Alpiq is fit for the future
The proceeds from the transaction will result in the elimination of net debt and strengthen the core business. Alpiq is focusing on its core business of generating electricity in Switzerland and on its international business activities comprising the flexible, diversified power plant portfolio, the new renewable energies and the strong market presence in energy trading. In addition, in order to increase efficiency, Alpiq will continue to digitalise its core business and consistently expand its customer portfolio with smart solutions – also outside of Switzerland.
Recovery on the horizon in the medium to long term
Against the backdrop of the current market environment and energy policy developments, Jens Alder showed cautious optimism for the future. He said: “Alpiq’s prospects have improved significantly.” He added that in the medium to long term, Alpiq expects electricity and CO2 wholesale prices to recover slightly, which will reduce the corresponding pressure on the results of Alpiq’s power generation in Switzerland.
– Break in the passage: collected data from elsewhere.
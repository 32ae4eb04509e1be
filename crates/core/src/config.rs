//! Core runtime configuration.
//!
//! Configuration is resolved once at process startup and then passed into the
//! requester. Request handling never reads process-wide environment variables.

use crate::constants::{API_KEY_ENV, DEFAULT_API_BASE_URL, DEFAULT_MODEL};
use crate::{DashboardError, DashboardResult};
use std::fmt;

/// Core configuration resolved at startup.
#[derive(Clone)]
pub struct DashboardConfig {
    api_key: String,
    model: String,
    api_base_url: String,
}

impl DashboardConfig {
    /// Create a new `DashboardConfig`.
    ///
    /// # Errors
    /// Returns an error if the API key is blank, the model name is blank, or the
    /// base URL is not an `http(s)` URL.
    pub fn new(api_key: String, model: String, api_base_url: String) -> DashboardResult<Self> {
        if api_key.trim().is_empty() {
            return Err(DashboardError::MissingApiKey(API_KEY_ENV));
        }
        if model.trim().is_empty() {
            return Err(DashboardError::InvalidInput("model cannot be empty".into()));
        }

        let api_base_url = api_base_url.trim().trim_end_matches('/').to_string();
        if !(api_base_url.starts_with("https://") || api_base_url.starts_with("http://")) {
            return Err(DashboardError::InvalidInput(format!(
                "API base URL must start with http:// or https://, got {api_base_url:?}"
            )));
        }

        Ok(Self {
            api_key: api_key.trim().to_string(),
            model: model.trim().to_string(),
            api_base_url,
        })
    }

    /// Build a config from optional raw environment values.
    ///
    /// Missing or whitespace-only model and base URL fall back to the defaults.
    /// This does not read the environment itself so it can be tested without
    /// mutating process state.
    pub fn from_env_values(
        api_key: Option<String>,
        model: Option<String>,
        api_base_url: Option<String>,
    ) -> DashboardResult<Self> {
        let api_key = api_key.ok_or(DashboardError::MissingApiKey(API_KEY_ENV))?;
        let model = non_blank(model).unwrap_or_else(|| DEFAULT_MODEL.to_string());
        let api_base_url = non_blank(api_base_url).unwrap_or_else(|| DEFAULT_API_BASE_URL.into());

        Self::new(api_key, model, api_base_url)
    }

    pub fn api_key(&self) -> &str {
        &self.api_key
    }

    pub fn model(&self) -> &str {
        &self.model
    }

    pub fn api_base_url(&self) -> &str {
        &self.api_base_url
    }
}

impl fmt::Debug for DashboardConfig {
    fn fmt(&self, f: &mut fmt::Formatter<'_>) -> fmt::Result {
        f.debug_struct("DashboardConfig")
            .field("api_key", &"<redacted>")
            .field("model", &self.model)
            .field("api_base_url", &self.api_base_url)
            .finish()
    }
}

fn non_blank(value: Option<String>) -> Option<String> {
    value.map(|v| v.trim().to_string()).filter(|v| !v.is_empty())
}

#[cfg(test)]
mod tests {
    use super::*;

    #[test]
    fn defaults_apply_when_only_key_given() {
        let cfg = DashboardConfig::from_env_values(Some("sk-test".into()), None, None)
            .expect("config");
        assert_eq!(cfg.model(), DEFAULT_MODEL);
        assert_eq!(cfg.api_base_url(), DEFAULT_API_BASE_URL);
        assert_eq!(cfg.api_key(), "sk-test");
    }

    #[test]
    fn blank_overrides_fall_back_to_defaults() {
        let cfg = DashboardConfig::from_env_values(
            Some("sk-test".into()),
            Some("   ".into()),
            Some(String::new()),
        )
        .expect("config");
        assert_eq!(cfg.model(), DEFAULT_MODEL);
        assert_eq!(cfg.api_base_url(), DEFAULT_API_BASE_URL);
    }

    #[test]
    fn missing_key_is_rejected() {
        let err = DashboardConfig::from_env_values(None, None, None).unwrap_err();
        assert!(matches!(err, DashboardError::MissingApiKey(API_KEY_ENV)));

        let err = DashboardConfig::from_env_values(Some("  ".into()), None, None).unwrap_err();
        assert!(matches!(err, DashboardError::MissingApiKey(_)));
    }

    #[test]
    fn trailing_slash_is_trimmed_from_base_url() {
        let cfg = DashboardConfig::from_env_values(
            Some("sk-test".into()),
            Some("gpt-4o".into()),
            Some("http://localhost:8080/v1/".into()),
        )
        .expect("config");
        assert_eq!(cfg.api_base_url(), "http://localhost:8080/v1");
        assert_eq!(cfg.model(), "gpt-4o");
    }

    #[test]
    fn non_http_base_url_is_rejected() {
        let err = DashboardConfig::from_env_values(
            Some("sk-test".into()),
            None,
            Some("ftp://example.org".into()),
        )
        .unwrap_err();
        assert!(matches!(err, DashboardError::InvalidInput(_)));
    }

    #[test]
    fn debug_output_redacts_key() {
        let cfg = DashboardConfig::from_env_values(Some("sk-secret".into()), None, None)
            .expect("config");
        let rendered = format!("{cfg:?}");
        assert!(!rendered.contains("sk-secret"));
        assert!(rendered.contains("<redacted>"));
    }
}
Alpiq demands fair competition
Alder clearly addressed the serious shortcomings of the Swiss electricity market regulation. He said: “Alpiq demands fair competition and a responsible policy in the interests of Switzerland's electricity supply security. This entails non-discriminatory access to end customers in Switzerland and to European markets, equal legal treatment of all Swiss electricity producers and a burden of taxes and levies in line with economic viability.”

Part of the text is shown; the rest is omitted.